The CTC is also partially refundable; that is, it can reduce your tax bill on a dollar-for-dollar basis, and you might be able to apply for a tax refund of up to $1,500 for anything left over. This partially refundable portion is called the “additional child tax credit” by the IRS.
How to claim the credit
You can claim the child tax credit on your Form 1040 or 1040-SR. You’ll also need to fill out Schedule 8812 (“Credits for Qualifying Children and Other Dependents”), which is submitted alongside your 1040. This schedule will help you to figure your child tax credit amount, and if applicable, how much of the partial refund you may be able to claim.
Most quality tax software guides you through claiming the child tax credit with a series of interview questions, simplifying the process and even auto-filling the forms on your behalf. If your income falls below a certain threshold, you might also be able to get free tax software through IRS’ Free File.

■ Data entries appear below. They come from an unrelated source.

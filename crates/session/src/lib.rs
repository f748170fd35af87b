//! kwatch sessions: one task per watched object feeding the snapshot tracker
//! and the diff renderer, plus the coordinator that launches them all under
//! one cancellation token.

#![forbid(unsafe_code)]

mod coordinator;
mod session;

use std::time::Duration;

pub use coordinator::{Coordinator, CoordinatorReport};
pub use session::{SessionReport, SessionState, StopReason, WatchSession};
pub use tokio_util::sync::CancellationToken;

/// Per-session watch duration when none is given.
pub const DEFAULT_TIMEOUT: Duration = Duration::from_secs(10 * 60);

/// Used when the configured timeout is zero.
pub const FALLBACK_TIMEOUT: Duration = Duration::from_secs(60 * 60);

/// Resolve a user-supplied timeout: absent means the default, zero means an
/// hour.
pub fn effective_timeout(configured: Option<Duration>) -> Duration {
    match configured {
        None => DEFAULT_TIMEOUT,
        Some(d) if d.is_zero() => FALLBACK_TIMEOUT,
        Some(d) => d,
    }
}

If you applied for the additional child tax credit, by law the IRS cannot release your refund before mid-February.
» Curious about what other credits you may qualify for? Here's a list of 20 common tax deductions and breaks
Consequences of a CTC-related error
An error on your tax form can mean delays on your refund or on the child tax credit part of your refund. In some cases, it can also mean the IRS could deny the entire credit.
If the IRS denies your CTC claim:
You must pay back any CTC amount you’ve been paid in error, plus interest.
You might need to file Form 8862, "Information To Claim Certain Credits After Disallowance," before you can claim the CTC again.
If the IRS determines that your claim for the credit is erroneous, you may be on the hook for a penalty of up to 20% of the credit amount claimed.
State child tax credits
In addition to the federal child tax credit, a few states, including California, New York and Massachusetts, also offer their own state-level CTCs that you may be able to claim when filing your state return. Visit your state's department of taxation website for more details.
History of the CTC
Like other tax credits, the CTC has seen its share of changes throughout the years. In 2017, the Tax Cuts and Jobs Act, or TCJA, established specific parameters for claiming the credit that will be effective from the 2018 through 2025 tax years. However, the American Rescue Plan Act of 2021 (the coronavirus relief bill) temporarily modified the credit for the 2021 tax year, which has caused some confusion as to which changes are permanent.
Here's a brief timeline of its history.
1997: First introduced as a $500 nonrefundable credit by the Taxpayer Relief Act.
2001: Credit increased to $1,000 per dependent and made partially refundable by the Economic Growth and Tax Relief Reconciliation Act.
2017: The TCJA made several changes to the credit, effective from 2018 through 2025. This included increasing the credit ceiling to $2,000 per dependent, establishing a new income threshold to qualify and ensuring that the partially refundable portion of the credit gets adjusted for inflation each tax year.
2021: The American Rescue Plan Act made several temporary modifications to the credit for the 2021 tax year only. This included expanding the credit to a maximum of $3,600 per qualifying child, allowing 17-year-olds to qualify, and making the credit fully refundable. And for the first time in U.S. history, many taxpayers also received half of the credit as advance monthly payments from July through December 2021.
2022–2025: The 2021 ARPA enhancements ended, and the credit will revert back to the rules established by the TCJA — including the $2,000 cap for each qualifying child.